Lo que ignoró este galeno era que en medio de la columna vertebral de la adolescente se estaba desarrollando una infección importante por estafilococos.

"Comencé a no sentir mis piernas. Estaba pateando (le mandaba la señal a su cerebro), pero no lo estaba haciendo (las piernas no le respondían)", explicó Sydney Fowler.

Gracias a la preocupación de sus padres, la joven fue referida al pediatra, que rápidamente llegó al diagnóstico antes mencionado y los médicos procedieron con dos cirugías espinales y antibióticos potentes que detuvieron la infección.

Infortunadamente, la inflamación comprimió la médula espinal de la deportista, y para revertir este efecto debía cumplir con un riguroso tratamiento fisioterapéutico.

A inicios de enero de este año, Sydney llegó al Children's Healthcare de Atlanta. Para ese entonces no tenía sensación ni movimiento de la cintura para abajo.

Pero esta chica no es de las que renuncia cuando las cosas se ponen difíciles, como todo deportista. Y es que tras cinco importantes meses de ejercicios en la piscina de terapia acuática de Scottish Rite, la voleibolista ha comenzado a ver el progreso.

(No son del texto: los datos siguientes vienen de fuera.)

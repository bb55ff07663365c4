// SPDX-License-Identifier: BUSL-1.1
// Copyright (c) 2026 Alfred Jean LLC

//! `ConfigStore`: `projects.json` + `secrets.json`, all mutation funneled
//! through `edit_config` (spec.md §4.2).

use crate::atomic::{write_atomic, write_atomic_private};
use crate::error::StorageError;
use chrono::{DateTime, Utc};
use parking_lot::Mutex;
use serde::{Deserialize, Serialize};
use std::collections::BTreeMap;
use std::path::{Path, PathBuf};
use ws_core::{Project, RuntimeConfig, Secret, Workspace, WorkspaceId};

/// One workspace entry as persisted under its owning project. `path`
/// and `project_path` are not stored — they're always recomputed via
/// `ws_core::workspace_path`, so the two can never drift apart.
#[derive(Debug, Clone, Serialize, Deserialize)]
pub struct WorkspaceRecord {
    pub id: WorkspaceId,
    pub name: String,
    #[serde(rename = "createdAt")]
    pub created_at: DateTime<Utc>,
    #[serde(rename = "runtimeConfig", default)]
    pub runtime_config: RuntimeConfig,
}

#[derive(Debug, Clone, Default, Serialize, Deserialize)]
pub struct ProjectConfig {
    #[serde(default)]
    pub workspaces: Vec<WorkspaceRecord>,
}

#[derive(Debug, Clone, Default, Serialize, Deserialize)]
pub struct ConfigDocument {
    #[serde(default)]
    pub projects: BTreeMap<String, ProjectConfig>,
}

type SecretsDocument = BTreeMap<String, Vec<Secret>>;

pub struct ConfigStore {
    config_home: PathBuf,
    // Serializes the whole read-modify-write cycle in-process; the
    // temp+rename dance guards against a half-written file on disk.
    lock: Mutex<()>,
}

impl ConfigStore {
    pub fn new(config_home: impl Into<PathBuf>) -> Self {
        Self { config_home: config_home.into(), lock: Mutex::new(()) }
    }

    fn projects_path(&self) -> PathBuf {
        self.config_home.join("projects.json")
    }

    fn secrets_path(&self) -> PathBuf {
        self.config_home.join("secrets.json")
    }

    fn load_document(&self) -> Result<ConfigDocument, StorageError> {
        load_json_or_default(&self.projects_path())
    }

    fn save_document(&self, doc: &ConfigDocument) -> Result<(), StorageError> {
        let bytes = serde_json::to_vec_pretty(doc)?;
        write_atomic(&self.projects_path(), &bytes)
    }

    fn load_secrets(&self) -> Result<SecretsDocument, StorageError> {
        load_json_or_default(&self.secrets_path())
    }

    fn save_secrets(&self, doc: &SecretsDocument) -> Result<(), StorageError> {
        let bytes = serde_json::to_vec_pretty(doc)?;
        write_atomic_private(&self.secrets_path(), &bytes)
    }

    /// Reads the document, applies `f`, and atomically writes the
    /// result back. The only path by which the document is ever
    /// mutated (spec.md §4.2).
    pub fn edit_config<F, T>(&self, f: F) -> Result<T, StorageError>
    where
        F: FnOnce(&mut ConfigDocument) -> T,
    {
        let _guard = self.lock.lock();
        let mut doc = self.load_document()?;
        let result = f(&mut doc);
        self.save_document(&doc)?;
        Ok(result)
    }

    /// Canonical `projectPath + "/" + name` join (spec.md §4.2). All
    /// components must agree on this function.
    pub fn get_workspace_path(&self, project_path: &str, name: &str) -> String {
        ws_core::workspace_path(project_path, name)
    }

    /// Single source of truth for "what workspaces exist", with
    /// computed paths filled in.
    pub fn get_all_workspace_metadata(&self) -> Result<Vec<Workspace>, StorageError> {
        let doc = self.load_document()?;
        let mut out = Vec::new();
        for (project_path, project) in &doc.projects {
            for record in &project.workspaces {
                out.push(Workspace {
                    id: record.id.clone(),
                    name: record.name.clone(),
                    project_path: project_path.clone(),
                    path: ws_core::workspace_path(project_path, &record.name),
                    created_at: record.created_at,
                    runtime_config: record.runtime_config.clone(),
                });
            }
        }
        Ok(out)
    }

    pub fn find_workspace(&self, id: &WorkspaceId) -> Result<Option<Workspace>, StorageError> {
        Ok(self.get_all_workspace_metadata()?.into_iter().find(|w| &w.id == id))
    }

    pub fn list_projects(&self) -> Result<Vec<(String, ProjectConfig)>, StorageError> {
        let doc = self.load_document()?;
        Ok(doc.projects.into_iter().collect())
    }

    pub fn get_project_secrets(&self, project_path: &str) -> Result<Vec<Secret>, StorageError> {
        let doc = self.load_secrets()?;
        Ok(doc.get(project_path).cloned().unwrap_or_default())
    }

    pub fn update_project_secrets(
        &self,
        project_path: &str,
        secrets: Vec<Secret>,
    ) -> Result<(), StorageError> {
        let _guard = self.lock.lock();
        let mut doc = self.load_secrets()?;
        if secrets.is_empty() {
            doc.remove(project_path);
        } else {
            doc.insert(project_path.to_string(), secrets);
        }
        self.save_secrets(&doc)
    }

    /// New nanoid-backed workspace id; never reused.
    pub fn generate_stable_id(&self) -> WorkspaceId {
        WorkspaceId::new()
    }
}

fn load_json_or_default<T: Default + for<'de> Deserialize<'de>>(
    path: &Path,
) -> Result<T, StorageError> {
    match std::fs::read(path) {
        Ok(bytes) => Ok(serde_json::from_slice(&bytes)?),
        Err(e) if e.kind() == std::io::ErrorKind::NotFound => Ok(T::default()),
        Err(e) => Err(e.into()),
    }
}

/// Convenience projection used by `project:list` (spec.md §6.1).
pub fn project_summaries(store: &ConfigStore) -> Result<Vec<Project>, StorageError> {
    let projects = store.list_projects()?;
    let mut out = Vec::with_capacity(projects.len());
    for (path, _) in projects {
        let secrets = store
            .get_project_secrets(&path)?
            .into_iter()
            .map(|s| (s.key, s.value))
            .collect();
        out.push(Project { path, secrets });
    }
    Ok(out)
}

#[cfg(test)]
mod tests {
    use super::*;

    fn sample_record() -> WorkspaceRecord {
        WorkspaceRecord {
            id: WorkspaceId::new(),
            name: "feat".to_string(),
            created_at: Utc::now(),
            runtime_config: RuntimeConfig::Local,
        }
    }

    #[test]
    fn edit_config_persists_across_instances() {
        let dir = tempfile::tempdir().expect("tempdir");
        let store = ConfigStore::new(dir.path());
        let record = sample_record();
        let id = record.id.clone();
        store
            .edit_config(|doc| {
                doc.projects.entry("/p".to_string()).or_default().workspaces.push(record);
            })
            .expect("edit");

        let reopened = ConfigStore::new(dir.path());
        let found = reopened.find_workspace(&id).expect("find").expect("present");
        assert_eq!(found.name, "feat");
        assert_eq!(found.path, "/p/feat");
    }

    #[test]
    fn workspace_path_matches_get_workspace_path() {
        let dir = tempfile::tempdir().expect("tempdir");
        let store = ConfigStore::new(dir.path());
        assert_eq!(store.get_workspace_path("/p/", "feat"), "/p/feat");
    }

    #[test]
    fn secrets_roundtrip_and_empty_removes_entry() {
        let dir = tempfile::tempdir().expect("tempdir");
        let store = ConfigStore::new(dir.path());
        store
            .update_project_secrets(
                "/p",
                vec![Secret { key: "TOKEN".to_string(), value: "abc".to_string() }],
            )
            .expect("update");
        assert_eq!(store.get_project_secrets("/p").expect("get").len(), 1);

        store.update_project_secrets("/p", vec![]).expect("clear");
        assert!(store.get_project_secrets("/p").expect("get").is_empty());
    }

    #[test]
    fn missing_files_default_to_empty() {
        let dir = tempfile::tempdir().expect("tempdir");
        let store = ConfigStore::new(dir.path());
        assert!(store.get_all_workspace_metadata().expect("metadata").is_empty());
        assert!(store.get_project_secrets("/p").expect("secrets").is_empty());
    }
}
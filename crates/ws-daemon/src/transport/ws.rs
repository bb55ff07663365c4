// SPDX-License-Identifier: BUSL-1.1
// Copyright (c) 2026 Alfred Jean LLC

//! `/ws`: a single upgrade endpoint multiplexing both streaming
//! channels spec.md §6.1 defines — `workspace:chat` (subscribe +
//! history replay + live tail) and `workspace:metadata` (tail only).
//! The first client frame selects which.

use std::sync::Arc;

use axum::extract::ws::{Message as WsMessage, WebSocket, WebSocketUpgrade};
use axum::extract::State;
use axum::response::IntoResponse;
use serde::Deserialize;
use serde_json::json;
use tracing::debug;

use ws_core::WorkspaceId;
use ws_session::{hub::recv_or_overflow, hub::RecvOutcome, project_message};

use super::AppState;

#[derive(Debug, Deserialize)]
struct SubscribeRequest {
    #[serde(default)]
    channel: String,
    #[serde(rename = "workspaceId", default)]
    workspace_id: Option<String>,
}

pub async fn handle_upgrade(ws: WebSocketUpgrade, State(state): State<Arc<AppState>>) -> impl IntoResponse {
    ws.on_upgrade(move |socket| handle_socket(socket, state))
}

async fn handle_socket(mut socket: WebSocket, state: Arc<AppState>) {
    let request = match read_subscribe_request(&mut socket).await {
        Some(request) => request,
        None => return,
    };

    match request.channel.as_str() {
        "workspace:chat" => {
            let Some(id) = request.workspace_id else {
                send_error(&mut socket, "workspace:chat subscribe requires workspaceId").await;
                return;
            };
            stream_chat(&mut socket, &state, WorkspaceId::from_string(id)).await;
        }
        "workspace:metadata" => stream_metadata(&mut socket, &state).await,
        other => {
            send_error(&mut socket, &format!("unknown subscribe channel {other:?}")).await;
        }
    }
}

async fn read_subscribe_request(socket: &mut WebSocket) -> Option<SubscribeRequest> {
    loop {
        match socket.recv().await {
            Some(Ok(WsMessage::Text(text))) => {
                return match serde_json::from_str(&text) {
                    Ok(request) => Some(request),
                    Err(e) => {
                        send_error(socket, &format!("invalid subscribe frame: {e}")).await;
                        None
                    }
                };
            }
            Some(Ok(WsMessage::Close(_))) | None => return None,
            Some(Ok(_)) => continue,
            Some(Err(e)) => {
                debug!(error = %e, "websocket recv failed while awaiting subscribe frame");
                return None;
            }
        }
    }
}

/// Subscribes before replaying (per `SubscriptionHub::subscribe_chat`'s
/// documented ordering rule), then sends the live init-progress view if
/// this workspace's creation hook ran in this process, then full
/// history, then tails the live channel until overflow or disconnect.
async fn stream_chat(socket: &mut WebSocket, state: &Arc<AppState>, workspace_id: WorkspaceId) {
    let mut rx = state.hub.subscribe_chat(&workspace_id);

    if let Some(session) = state.sessions.get(&workspace_id) {
        if let Some(init) = session.init_snapshot() {
            if send_frame(socket, "workspace:chat", &init).await.is_err() {
                return;
            }
        }
    }

    let history = match state.history.get(&workspace_id) {
        Ok(history) => history,
        Err(e) => {
            send_error(socket, &format!("failed to load history: {e}")).await;
            return;
        }
    };
    for message in &history {
        for displayed in project_message(message) {
            if send_frame(socket, "workspace:chat", &displayed).await.is_err() {
                return;
            }
        }
    }

    loop {
        tokio::select! {
            biased;
            incoming = socket.recv() => {
                match incoming {
                    None | Some(Ok(WsMessage::Close(_))) => break,
                    Some(Err(_)) => break,
                    Some(Ok(_)) => continue,
                }
            }
            outcome = recv_or_overflow(&mut rx) => {
                match outcome {
                    RecvOutcome::Event(displayed) => {
                        if send_frame(socket, "workspace:chat", &displayed).await.is_err() {
                            break;
                        }
                    }
                    RecvOutcome::Overflowed(skipped) => {
                        send_error(socket, &format!("subscriber fell {skipped} events behind")).await;
                        break;
                    }
                    RecvOutcome::Closed => break,
                }
            }
        }
    }
}

async fn stream_metadata(socket: &mut WebSocket, state: &Arc<AppState>) {
    let mut rx = state.hub.subscribe_metadata();

    loop {
        tokio::select! {
            biased;
            incoming = socket.recv() => {
                match incoming {
                    None | Some(Ok(WsMessage::Close(_))) => break,
                    Some(Err(_)) => break,
                    Some(Ok(_)) => continue,
                }
            }
            outcome = recv_or_overflow(&mut rx) => {
                match outcome {
                    RecvOutcome::Event(event) => {
                        if send_frame(socket, "workspace:metadata", &event).await.is_err() {
                            break;
                        }
                    }
                    RecvOutcome::Overflowed(skipped) => {
                        send_error(socket, &format!("subscriber fell {skipped} events behind")).await;
                        break;
                    }
                    RecvOutcome::Closed => break,
                }
            }
        }
    }
}

async fn send_frame<T: serde::Serialize>(
    socket: &mut WebSocket,
    channel: &str,
    payload: &T,
) -> Result<(), axum::Error> {
    let frame = json!({"channel": channel, "args": [payload]});
    socket.send(WsMessage::Text(frame.to_string())).await
}

async fn send_error(socket: &mut WebSocket, message: &str) {
    let frame = json!({"channel": "error", "args": [message]});
    let _ = socket.send(WsMessage::Text(frame.to_string())).await;
}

Recientemente, mientras su equipo de voleibol estaba de visita, Sydney descubrió que podía mover los dedos de los pies. "Dijeron que fue realmente alentador, dado que solo han pasado cinco meses", expresó muy contenta.

Esta fuerte jovencita tiene muchas ganas de volver a caminar y día tras día trabaja para lograr lo que se ha convertido en su sueño más anhelado.

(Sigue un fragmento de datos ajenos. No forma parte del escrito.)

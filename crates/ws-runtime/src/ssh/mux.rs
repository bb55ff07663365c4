// SPDX-License-Identifier: BUSL-1.1
// Copyright (c) 2026 Alfred Jean LLC

//! SSH connection multiplexing: control-socket path derivation
//! (spec.md §4.1.2, property 7).

use sha2::{Digest, Sha256};

/// Identity inputs for a control socket. Two configs that canonicalize
/// identically share a socket.
#[derive(Debug, Clone)]
pub struct SshConnectionConfig {
    pub host: String,
    pub port: Option<u16>,
    pub src_base_dir: String,
    pub identity_file: Option<String>,
}

/// Canonicalizes `port -> "22"` default and `identityFile -> "default"`
/// default, then hashes `host:port:srcBaseDir:identityFile` with
/// SHA-256 and returns the first 12 lowercase-hex characters.
fn control_hash12(cfg: &SshConnectionConfig) -> String {
    let port = cfg.port.unwrap_or(22).to_string();
    let identity = cfg.identity_file.as_deref().unwrap_or("default");
    let key = format!("{}:{}:{}:{}", cfg.host, port, cfg.src_base_dir, identity);
    let digest = Sha256::digest(key.as_bytes());
    hex::encode(digest)[..12].to_string()
}

/// `<tmpdir>/cmux-ssh-<hash12>`, per the `ControlPath` directive
/// required in every multiplexed connection (spec.md §4.1.2).
pub fn get_control_path(tmpdir: &str, cfg: &SshConnectionConfig) -> String {
    format!("{}/cmux-ssh-{}", tmpdir.trim_end_matches('/'), control_hash12(cfg))
}

/// The three `-o` flags that must accompany every `ssh`/`scp` invocation
/// against a given control path.
pub fn control_master_args(control_path: &str) -> Vec<String> {
    vec![
        "-o".to_string(),
        "ControlMaster=auto".to_string(),
        "-o".to_string(),
        format!("ControlPath={control_path}"),
        "-o".to_string(),
        "ControlPersist=60".to_string(),
    ]
}

#[cfg(test)]
mod tests {
    use super::*;

    fn cfg(port: Option<u16>, identity: Option<&str>) -> SshConnectionConfig {
        SshConnectionConfig {
            host: "h".to_string(),
            port,
            src_base_dir: "~/c".to_string(),
            identity_file: identity.map(str::to_string),
        }
    }

    #[test]
    fn default_port_and_identity_are_equivalent_to_explicit_absence() {
        let a = get_control_path("/tmp", &cfg(Some(22), None));
        let b = get_control_path("/tmp", &cfg(None, None));
        assert_eq!(a, b);
    }

    #[test]
    fn differing_identity_file_changes_path() {
        let a = get_control_path("/tmp", &cfg(None, None));
        let b = get_control_path("/tmp", &cfg(None, Some("/k")));
        assert_ne!(a, b);
    }

    #[test]
    fn path_has_expected_shape() {
        let path = get_control_path("/tmp", &cfg(None, None));
        assert!(path.starts_with("/tmp/cmux-ssh-"));
        assert_eq!(path.len(), "/tmp/cmux-ssh-".len() + 12);
    }
}
// SPDX-License-Identifier: BUSL-1.1
// Copyright (c) 2026 Alfred Jean LLC

use clap::builder::styling::{Ansi256Color, Color, Style, Styles};
use std::io::IsTerminal;

pub mod codes {
    /// Section headers and table column headers: steel blue.
    pub const HEADER: u8 = 74;
    /// Muted / secondary text: identifiers, timestamps.
    pub const MUTED: u8 = 240;
    /// Descriptions and context: medium grey.
    pub const CONTEXT: u8 = 245;
}

/// Priority: `NO_COLOR=1` disables, `COLOR=1` forces, else a TTY check.
pub fn should_colorize() -> bool {
    if std::env::var("NO_COLOR").is_ok_and(|v| v == "1") {
        return false;
    }
    if std::env::var("COLOR").is_ok_and(|v| v == "1") {
        return true;
    }
    std::io::stdout().is_terminal()
}

/// Build clap `Styles` using the project palette.
pub fn styles() -> Styles {
    if !should_colorize() {
        return Styles::plain();
    }
    Styles::styled()
        .header(Style::new().fg_color(Some(Color::Ansi256(Ansi256Color(codes::HEADER)))))
        .literal(Style::new().fg_color(Some(Color::Ansi256(Ansi256Color(codes::HEADER)))))
        .placeholder(Style::new().fg_color(Some(Color::Ansi256(Ansi256Color(codes::CONTEXT)))))
}

fn fg256(code: u8) -> String {
    format!("\x1b[38;5;{code}m")
}

const RESET: &str = "\x1b[0m";

fn paint(code: u8, text: &str) -> String {
    if should_colorize() {
        format!("{}{}{}", fg256(code), text, RESET)
    } else {
        text.to_string()
    }
}

pub fn header(text: &str) -> String {
    paint(codes::HEADER, text)
}

pub fn muted(text: &str) -> String {
    paint(codes::MUTED, text)
}

pub fn context(text: &str) -> String {
    paint(codes::CONTEXT, text)
}

#[cfg(test)]
#[path = "color_tests.rs"]
mod tests;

Ojo de mujer. | Foto: Pixabay

Ojo de mujer. | Foto: Pixabay

Casos como el de Sydney Fowler, en el que una infección repentina acaba con la vida de la gente como la conocía, se han visto anteriormente. Entre ellos está el de una mujer española que casi queda ciega debido a una bacteria que contrajo a través de su lente de contacto.

La afectada usaba lentes desde muy joven por su problema de miopía. Tras su diagnóstico, la familia no se apartó ni un segundo de ella.